Then, Sunday when the Spurs were hosting the Utah Jazz, they held the Jazz to 18 points in both the first and second quarters to begin the game. The Spurs had a slip-up in the third, allowing Utah to score 36 points, but then the Spurs ended the game well by limiting Utah to 25 points in the final quarter.

With their latest improvements on the area of the floor that has their most weaknesses, the Spurs have won consecutive games for the first time in over a month.

“Communication, a little bit more understanding, guys getting used to playing with each other and understanding what the process is for the way we want to play,” said Spurs Head Coach Gregg Popovich of the Spurs’ defense, which held the Jazz to 97 points. “And I think it’s sinking in, so we’ll see if it continues. It’s about consistency and we haven’t had that. We’ve been pretty spotty, but we’ve had two good games in a row where we played defense and obviously that helps your offense, so I think they did a good job in that regard.”

Like Popovich mentioned, the defense this season has been spotty and never something consistent. Early on in their first 10 games, the Spurs had four games where they held the opponent below 20 points in at least one individual quarter. From games 11-20, that only happened twice, and now, it’s happened three times in their last two games.

Last season, despite only having Kawhi Leonard available for nine games, the Spurs kept a Top-5 defense on the floor each night anchored by second team All-NBA defender Dejounte Murray, LaMarcus Aldridge in the interior, and perimeter defenders Danny Green and Kyle Anderson. Plus, with multiple players who had been in the Spurs’ system, the Spurs could rely on their corporate knowledge too.

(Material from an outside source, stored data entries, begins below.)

//! Shutdown coordinator
//!
//! Drains the connection registry at process termination: every connection
//! is closed concurrently, individual close failures are collected without
//! aborting the rest, and the registry always ends empty.

use std::sync::Arc;

use tokio::task::JoinSet;

use crate::registry::{ConnectionId, ConnectionRegistry};
use crate::transport::TransportError;

/// Result of draining the registry
#[derive(Debug, Default)]
pub struct ShutdownReport {
    /// Connections closed cleanly
    pub closed: usize,
    /// Connections whose close reported an error
    pub failures: Vec<(ConnectionId, TransportError)>,
}

impl ShutdownReport {
    /// Whether every close succeeded
    pub fn is_clean(&self) -> bool {
        self.failures.is_empty()
    }

    /// Total connections drained
    pub fn total(&self) -> usize {
        self.closed + self.failures.len()
    }
}

/// Closes every registered connection on process termination
pub struct ShutdownCoordinator {
    registry: Arc<ConnectionRegistry>,
}

impl ShutdownCoordinator {
    /// Create a coordinator over the shared registry
    pub fn new(registry: Arc<ConnectionRegistry>) -> Self {
        Self { registry }
    }

    /// Close all connections concurrently and clear the registry
    ///
    /// Idempotent: calling on an already-empty registry is a no-op.
    pub async fn shutdown(&self) -> ShutdownReport {
        let connections = self.registry.all().await;
        let mut report = ShutdownReport::default();

        if connections.is_empty() {
            return report;
        }

        let mut closes = JoinSet::new();
        for conn in connections {
            closes.spawn(async move { (conn.id(), conn.close().await) });
        }

        while let Some(joined) = closes.join_next().await {
            match joined {
                Ok((_, Ok(()))) => report.closed += 1,
                Ok((id, Err(e))) => {
                    tracing::warn!(connection_id = %id, error = %e, "Close failed during shutdown");
                    report.failures.push((id, e));
                }
                Err(e) => {
                    tracing::warn!(error = %e, "Close task panicked during shutdown");
                }
            }
        }

        self.registry.clear().await;

        tracing::info!(
            closed = report.closed,
            failures = report.failures.len(),
            "Shutdown drained all connections"
        );
        report
    }
}

#[cfg(test)]
mod tests {
    use super::*;
    use crate::registry::{Connection, Role};
    use crate::transport::LoopbackTransport;

    #[tokio::test]
    async fn test_shutdown_empty_registry() {
        let registry = Arc::new(ConnectionRegistry::new());
        let coordinator = ShutdownCoordinator::new(Arc::clone(&registry));

        let report = coordinator.shutdown().await;
        assert_eq!(report.total(), 0);
        assert!(report.is_clean());

        // Safe to call again
        coordinator.shutdown().await;
        assert!(registry.is_empty().await);
    }

    #[tokio::test]
    async fn test_shutdown_collects_failures_and_empties_registry() {
        let registry = Arc::new(ConnectionRegistry::new());

        for i in 0..4u64 {
            let (transport, _events) = LoopbackTransport::new();
            if i == 2 {
                transport.fail_close();
            }
            registry
                .add(Connection::new(ConnectionId(i), Role::Viewer, transport))
                .await;
        }

        let coordinator = ShutdownCoordinator::new(Arc::clone(&registry));
        let report = coordinator.shutdown().await;

        assert_eq!(report.total(), 4);
        assert_eq!(report.closed, 3);
        assert_eq!(report.failures.len(), 1);
        assert_eq!(report.failures[0].0, ConnectionId(2));

        // The registry is empty regardless of close failures
        assert!(registry.is_empty().await);
    }
}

This season, Popovich is currently playing a 10-man rotation where 40% of those players are new to the team. That was something Rudy Gay mentioned after the game against Utah.

“People forget, but we’re still learning,” said Gay of the defense. “We’re trusting each other.”

This is something that Popovich and the players have continued to acknowledge – that it’s going to take time to build the defense from scratch unlike past seasons. Early in the season, Popovich even said the team might not get to the level defensively that the Spurs are used to being at.

“Defense is a matter of repetition, forming habits, changing some habits, and we hope that we’ll continue to improve,” said Popovich before the Spurs’ Friday win against the Lakers. “Some nights we do it very well and other nights we don’t.”

Asked if having new players on the team is part of the Spurs’ slow start defensively, here’s was Popovich’s response: “That’s part of it. It’s not just a system, it’s them reacting to each other and trusting each other, communicating with each other. You just keep working at it.”

Last season, the Spurs held 51% of their opponents below 100 points in a game. This season, that percentage has dropped to 22% of the Spurs’ opponents being held under 100 points in a game.

When you look at those opponents, it’s not just some of the lower scoring teams, but it has some of the top-10 scoring teams too.

From highest to lowest scoring, these are the teams the Spurs have held to 100 or less points in a game this season: New Orleans (2nd), Golden State (3rd), Houston (21st), Miami (22nd), Utah (24th), Indiana (25th), Phoenix (30th).

When the Spurs hold the opponent to 100 or fewer points in a game this season, they’re 6-1. The lone loss was the 95-88 game the Spurs lost in Miami against the Heat.

In holding the Jazz to 97 points Sunday, the communication on defense was there, and that was evidenced by the Jazz getting two shot clock violations on offense. On some possessions, the Spurs just weren’t letting Utah carve up their defense with dribble penetration like many offenses have done to San Antonio this season.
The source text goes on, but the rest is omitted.